Her eyes spill like an overfilled cup of rice wine. “Wake up you fool, wake up!” Tai Kim shouts. And there are blue-black feathers woven through her hair. A flock of birds takes off, silhouetted like a calligraphy stroke across the grey. I look at my sister, uncomprehending, as tears roll down her cheeks. I wonder if the weavermaid of my imagination looks just like her.


An honourable opponent shows great skill and warrants respect. A dishonourable one may force you into stories that have no end.  People write about the four great warpoets of our generation: the Iron Poet-Sage to the north, the Horseback Scholar to the west, the Jade Mountain Orator in the east, and the Bamboo Storyweaver of the south. Our words, deeds and disciples are scrutinised by rulers and peasants alike. But the true faces of the four can only be seen on the battlefield.

—The Bamboo Storyweaver, Selected Quotes from the River Dragon Battle


Winter is our time. The menfolk cut us with their comments, harsh as the rice straw left after the harvest. The work of the season is done and whilst we make baskets and mend clothes, we huddle together for warmth.  Twist the dry stalks, folding them into sandals, mats, fans curved like bird wings.

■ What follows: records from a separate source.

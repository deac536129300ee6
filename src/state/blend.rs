// SPDX-License-Identifier: Parity-7.0.0 OR PolyForm-Noncommercial-1.0.0
use crate::bittricks::{u8s_to_u32, u16s_to_u32};
use crate::driver::{BlendEquation, BlendFactor, Capability, ColorWriteChannels, Driver};
use crate::state::toggle;

#[derive(Debug, Clone, Copy, PartialEq, Eq, Hash)]
pub struct BlendStateDescription {
    pub alpha_to_coverage: bool,
    pub enabled: bool,
    pub color_source: BlendFactor,
    pub color_destination: BlendFactor,
    pub color_operation: BlendEquation,
    pub alpha_source: BlendFactor,
    pub alpha_destination: BlendFactor,
    pub alpha_operation: BlendEquation,
    pub write_mask: ColorWriteChannels,
}

impl BlendStateDescription {
    /// Blending off, all channels written.
    pub const fn opaque() -> Self {
        BlendStateDescription {
            alpha_to_coverage: false,
            enabled: false,
            color_source: BlendFactor::One,
            color_destination: BlendFactor::Zero,
            color_operation: BlendEquation::Add,
            alpha_source: BlendFactor::One,
            alpha_destination: BlendFactor::Zero,
            alpha_operation: BlendEquation::Add,
            write_mask: ColorWriteChannels::ALL,
        }
    }

    /// Premultiplied alpha.
    pub const fn alpha_blend() -> Self {
        BlendStateDescription {
            enabled: true,
            color_source: BlendFactor::One,
            color_destination: BlendFactor::OneMinusSrcAlpha,
            alpha_source: BlendFactor::One,
            alpha_destination: BlendFactor::OneMinusSrcAlpha,
            ..BlendStateDescription::opaque()
        }
    }

    pub const fn non_premultiplied() -> Self {
        BlendStateDescription {
            enabled: true,
            color_source: BlendFactor::SrcAlpha,
            color_destination: BlendFactor::OneMinusSrcAlpha,
            alpha_source: BlendFactor::SrcAlpha,
            alpha_destination: BlendFactor::OneMinusSrcAlpha,
            ..BlendStateDescription::opaque()
        }
    }

    pub const fn additive() -> Self {
        BlendStateDescription {
            enabled: true,
            color_source: BlendFactor::SrcAlpha,
            color_destination: BlendFactor::One,
            alpha_source: BlendFactor::SrcAlpha,
            alpha_destination: BlendFactor::One,
            ..BlendStateDescription::opaque()
        }
    }
}

impl Default for BlendStateDescription {
    fn default() -> Self {
        BlendStateDescription::opaque()
    }
}

fn equation_hash(color: BlendEquation, alpha: BlendEquation) -> u32 {
    u16s_to_u32(color as u16, alpha as u16)
}

fn function_hash(
    src_color: BlendFactor,
    dst_color: BlendFactor,
    src_alpha: BlendFactor,
    dst_alpha: BlendFactor,
) -> u32 {
    u8s_to_u32([
        src_color as u8,
        dst_color as u8,
        src_alpha as u8,
        dst_alpha as u8,
    ])
}

/// What the driver last saw for blending.
#[derive(Debug, Clone, Copy, PartialEq)]
pub struct AppliedBlend {
    pub enabled: bool,
    pub alpha_to_coverage: bool,
    pub equation_hash: u32,
    pub function_hash: u32,
    pub color_mask: ColorWriteChannels,
    pub blend_factor: [f32; 4],
}

impl AppliedBlend {
    /// A fresh context's blend state.
    pub fn baseline() -> Self {
        AppliedBlend {
            enabled: false,
            alpha_to_coverage: false,
            equation_hash: equation_hash(BlendEquation::Add, BlendEquation::Add),
            function_hash: function_hash(
                BlendFactor::One,
                BlendFactor::Zero,
                BlendFactor::One,
                BlendFactor::Zero,
            ),
            color_mask: ColorWriteChannels::ALL,
            blend_factor: [0.0; 4],
        }
    }
}

/// Resolved blend state.
#[derive(Debug, Clone, PartialEq, Eq)]
pub struct BlendState {
    description: BlendStateDescription,
    equation_hash: u32,
    function_hash: u32,
}

impl BlendState {
    pub fn new(description: &BlendStateDescription) -> Self {
        BlendState {
            description: *description,
            equation_hash: equation_hash(description.color_operation, description.alpha_operation),
            function_hash: function_hash(
                description.color_source,
                description.color_destination,
                description.alpha_source,
                description.alpha_destination,
            ),
        }
    }

    pub fn description(&self) -> &BlendStateDescription {
        &self.description
    }
    pub fn is_enabled(&self) -> bool {
        self.description.enabled
    }
    pub fn write_mask(&self) -> ColorWriteChannels {
        self.description.write_mask
    }
    pub fn equation_hash(&self) -> u32 {
        self.equation_hash
    }
    pub fn function_hash(&self) -> u32 {
        self.function_hash
    }

    /// Brings the driver from `applied` to this state.
    ///
    /// Equation and function are written whenever they differ, even with
    /// blending disabled on both sides, so `applied` always holds the real
    /// driver values and a later enable needs no extra calls.
    pub(crate) fn apply<D: Driver>(
        &self,
        driver: &mut D,
        applied: &mut AppliedBlend,
        blend_factor: [f32; 4],
    ) {
        let d = &self.description;
        toggle(driver, Capability::Blend, &mut applied.enabled, d.enabled);
        toggle(
            driver,
            Capability::SampleAlphaToCoverage,
            &mut applied.alpha_to_coverage,
            d.alpha_to_coverage,
        );
        if self.equation_hash != applied.equation_hash {
            driver.blend_equation_separate(d.color_operation, d.alpha_operation);
            applied.equation_hash = self.equation_hash;
        }
        if self.function_hash != applied.function_hash {
            driver.blend_func_separate(
                d.color_source,
                d.color_destination,
                d.alpha_source,
                d.alpha_destination,
            );
            applied.function_hash = self.function_hash;
        }
        if blend_factor != applied.blend_factor {
            driver.blend_color(blend_factor);
            applied.blend_factor = blend_factor;
        }
        if d.write_mask != applied.color_mask {
            self.restore_color_mask(driver);
            applied.color_mask = d.write_mask;
        }
    }

    /// Writes this state's color mask, e.g. after a clear forced all channels on.
    pub(crate) fn restore_color_mask<D: Driver>(&self, driver: &mut D) {
        driver.color_mask(self.description.write_mask);
    }
}

impl Default for BlendState {
    fn default() -> Self {
        BlendState::new(&BlendStateDescription::opaque())
    }
}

Wrap parcels of sticky rice in lotus leaves and cook them in bamboo steamers. We kick pebbles down the chasm, watching them strike and deflect off the sheer sides.

I am the eldest although I feel like a middle child.  My two little sisters come to me each morning, holding curved short dao. I ask them whose weapons they have so brazenly taken. Tai Ngai shakes her head. “You gave them to us.”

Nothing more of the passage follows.